KLK7 substrate specificity was evaluated by families of fluorescence resonance energy transfer (FRET) peptides derived from Abz-KLFSSK-Q-EDDnp (Abz=ortho-aminobenzoic acid and Q-EDDnp=glutaminyl-N-[2,4-dinitrophenyl] ethylenediamine), by one bead-one peptide FRET peptide library in PEGA resin, and by the FRET peptide libraries Abz-GXX-Z-XX-Q-EDDnp (Z and X are fixed and random natural amino acids, respectively). KLK7 hydrolyzed preferentially F, Y or M, and its S1′ and S2′ subsites showed selectivity for hydrophilic amino acids, particularly R and K. This set of specificities was confirmed by the efficient kininogenase activity of KLK7 on Abz–MISLM↓KRPPGFSPF↓RSSRI-NH2 (↓indicates cleavage), hydrolysis of somatostatin and substance P and inhibition by kallistatin.

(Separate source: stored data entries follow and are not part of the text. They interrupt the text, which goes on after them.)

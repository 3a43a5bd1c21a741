//! Transport-qualified image locations
//!
//! A copy source or destination is written `<transport>:<location>`:
//! `docker://registry.example.com/app:1.2.3` for a registry and
//! `docker-archive:/path/to/archive` for a local tarball.

use crate::error::{RelocatorError, Result};
use crate::image::ImageReference;
use std::fmt;
use std::path::PathBuf;
use std::str::FromStr;

const DOCKER_PREFIX: &str = "docker://";
const DOCKER_ARCHIVE_PREFIX: &str = "docker-archive:";

/// Either end of an image copy
#[derive(Debug, Clone, PartialEq, Eq)]
pub enum TransportRef {
    /// An image in a registry
    Registry(ImageReference),
    /// A docker-archive tarball on local disk
    DockerArchive(PathBuf),
}

impl TransportRef {
    pub fn registry(reference: ImageReference) -> Self {
        TransportRef::Registry(reference)
    }

    pub fn docker_archive(path: impl Into<PathBuf>) -> Self {
        TransportRef::DockerArchive(path.into())
    }
}

impl fmt::Display for TransportRef {
    fn fmt(&self, f: &mut fmt::Formatter<'_>) -> fmt::Result {
        match self {
            TransportRef::Registry(reference) => write!(f, "{}{}", DOCKER_PREFIX, reference),
            TransportRef::DockerArchive(path) => {
                write!(f, "{}{}", DOCKER_ARCHIVE_PREFIX, path.display())
            }
        }
    }
}

impl FromStr for TransportRef {
    type Err = RelocatorError;

    fn from_str(s: &str) -> Result<Self> {
        if let Some(location) = s.strip_prefix(DOCKER_PREFIX) {
            return Ok(TransportRef::Registry(ImageReference::parse(location)?));
        }
        if let Some(location) = s.strip_prefix(DOCKER_ARCHIVE_PREFIX) {
            if location.is_empty() {
                return Err(RelocatorError::parse(s, "empty archive path"));
            }
            return Ok(TransportRef::DockerArchive(PathBuf::from(location)));
        }

        match s.split_once(':') {
            Some(("docker", _)) => Err(RelocatorError::parse(s, "missing // in docker://")),
            Some((transport, _)) if !transport.contains('/') && !transport.contains('.') => {
                Err(RelocatorError::parse(s, format!("unknown transport {:?}", transport)))
            }
            _ => Err(RelocatorError::parse(s, "missing transport prefix")),
        }
    }
}

#[cfg(test)]
mod tests {
    use super::*;

    #[test]
    fn test_parse_registry_transport() {
        let parsed: TransportRef = "docker://myregistry.io/myns/app:1.2.3".parse().unwrap();
        match &parsed {
            TransportRef::Registry(reference) => {
                assert_eq!(reference.domain.as_deref(), Some("myregistry.io"));
                assert_eq!(reference.name, "myns/app");
            }
            other => panic!("unexpected transport {:?}", other),
        }
        assert_eq!(parsed.to_string(), "docker://myregistry.io/myns/app:1.2.3");
    }

    #[test]
    fn test_parse_archive_transport() {
        let parsed: TransportRef = "docker-archive:/tmp/bundle/docker-archive/app/1.2.3"
            .parse()
            .unwrap();
        assert_eq!(
            parsed,
            TransportRef::docker_archive("/tmp/bundle/docker-archive/app/1.2.3")
        );
    }

    #[test]
    fn test_parse_rejects_unknown_transports() {
        assert!("oci:/tmp/layout".parse::<TransportRef>().is_err());
        assert!("docker:app:1".parse::<TransportRef>().is_err());
        assert!("docker-archive:".parse::<TransportRef>().is_err());
        assert!("registry.example.com/app:1".parse::<TransportRef>().is_err());
    }
}
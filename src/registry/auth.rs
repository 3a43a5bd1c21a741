//! Registry authentication challenges
//!
//! Registries answer unauthenticated requests with `401` and a
//! `WWW-Authenticate` header. Bearer challenges are exchanged for a token at
//! the advertised realm; Basic challenges are answered with the credentials
//! directly.

use crate::config::AuthConfig;
use crate::error::handlers::HttpErrorHandler;
use crate::error::{RelocatorError, Result};
use reqwest::{Client, RequestBuilder};
use serde::Deserialize;
use std::collections::HashMap;
use url::Url;

#[derive(Debug, Clone, PartialEq, Eq)]
pub enum Challenge {
    Bearer {
        realm: String,
        service: Option<String>,
        scope: Option<String>,
    },
    Basic,
}

impl Challenge {
    /// Parse a `WWW-Authenticate` header value
    pub fn parse(header: &str) -> Option<Self> {
        let header = header.trim();
        let (scheme, params) = header.split_once(' ').unwrap_or((header, ""));

        if scheme.eq_ignore_ascii_case("basic") {
            return Some(Challenge::Basic);
        }
        if !scheme.eq_ignore_ascii_case("bearer") {
            return None;
        }

        let params = parse_params(params);
        let realm = params.get("realm")?.to_string();
        Some(Challenge::Bearer {
            realm,
            service: params.get("service").map(|s| s.to_string()),
            scope: params.get("scope").map(|s| s.to_string()),
        })
    }
}

/// Split `key="value",key2="a,b"` respecting quoted commas
fn parse_params(params: &str) -> HashMap<String, String> {
    let mut parsed = HashMap::new();
    let mut rest = params.trim();

    while !rest.is_empty() {
        let Some((key, after_key)) = rest.split_once('=') else {
            break;
        };
        let key = key.trim().trim_start_matches(',').trim().to_ascii_lowercase();

        let (value, remainder) = if let Some(quoted) = after_key.strip_prefix('"') {
            match quoted.find('"') {
                Some(end) => (&quoted[..end], &quoted[end + 1..]),
                None => (quoted, ""),
            }
        } else {
            match after_key.find(',') {
                Some(end) => (&after_key[..end], &after_key[end..]),
                None => (after_key, ""),
            }
        };

        parsed.insert(key, value.trim().to_string());
        rest = remainder.trim_start_matches(|c: char| c == ',' || c.is_whitespace());
    }

    parsed
}

/// Credential to attach to registry requests
#[derive(Debug, Clone)]
pub enum Authorization {
    Bearer(String),
    Basic { username: String, password: String },
}

impl Authorization {
    pub fn apply(&self, request: RequestBuilder) -> RequestBuilder {
        match self {
            Authorization::Bearer(token) => request.bearer_auth(token),
            Authorization::Basic { username, password } => {
                request.basic_auth(username, Some(password))
            }
        }
    }
}

#[derive(Debug, Deserialize)]
struct TokenResponse {
    token: Option<String>,
    access_token: Option<String>,
}

/// Answers authentication challenges for one registry
#[derive(Debug, Clone)]
pub struct Auth {
    client: Client,
}

impl Auth {
    pub fn new(client: Client) -> Self {
        Self { client }
    }

    /// Obtain an authorization satisfying `challenge` for `scope`
    pub async fn authorize(
        &self,
        challenge: &Challenge,
        scope: &str,
        credentials: Option<&AuthConfig>,
    ) -> Result<Authorization> {
        match challenge {
            Challenge::Basic => {
                let credentials = credentials.ok_or_else(|| {
                    RelocatorError::Authentication(
                        "registry requires basic authentication but no credentials are configured"
                            .to_string(),
                    )
                })?;
                Ok(Authorization::Basic {
                    username: credentials.username.clone(),
                    password: credentials.password.clone(),
                })
            }
            Challenge::Bearer {
                realm,
                service,
                scope: challenge_scope,
            } => {
                let scope = if scope.is_empty() {
                    challenge_scope.as_deref().unwrap_or_default()
                } else {
                    scope
                };
                let token = self
                    .fetch_token(realm, service.as_deref(), scope, credentials)
                    .await?;
                Ok(Authorization::Bearer(token))
            }
        }
    }

    async fn fetch_token(
        &self,
        realm: &str,
        service: Option<&str>,
        scope: &str,
        credentials: Option<&AuthConfig>,
    ) -> Result<String> {
        let mut query = Vec::new();
        if let Some(service) = service {
            query.push(("service", service));
        }
        if !scope.is_empty() {
            query.push(("scope", scope));
        }
        let url = Url::parse_with_params(realm, &query)?;

        tracing::debug!(realm, scope, authenticated = credentials.is_some(), "requesting registry token");

        let mut request = self.client.get(url);
        if let Some(credentials) = credentials {
            request = request.basic_auth(&credentials.username, Some(&credentials.password));
        }

        let response = request.send().await?;
        let status = response.status();
        if !status.is_success() {
            let text = response.text().await.unwrap_or_default();
            return Err(HttpErrorHandler::handle_auth_error(status, &text));
        }

        let token: TokenResponse = response.json().await?;
        token.token.or(token.access_token).ok_or_else(|| {
            RelocatorError::Authentication("token response contained no token".to_string())
        })
    }
}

The peptide Abz-NLY↓RVE-Q-EDDnp is the best synthetic substrate so far described for KLK7 [kcat/Km=455 (mMs)−1] that was designed from the KLK7 substrate specificity analysis. It is noteworthy that the NLYRVE sequence is present in human semaphorin 6B. KLK7 is activated by GAGs, inhibited by neutral salts, and activated by high concentration of kosmotropic salt. Pyroglutamic acid inhibited KLK7 (Ki=33mM) and is present in skin moisturizing factor (124mM). The KLK7 specificity described here and elsewhere reflects its participation in patho-physiological events in skin, the gastrointestinal tract and central nervous system, where KLK7 is significantly expressed.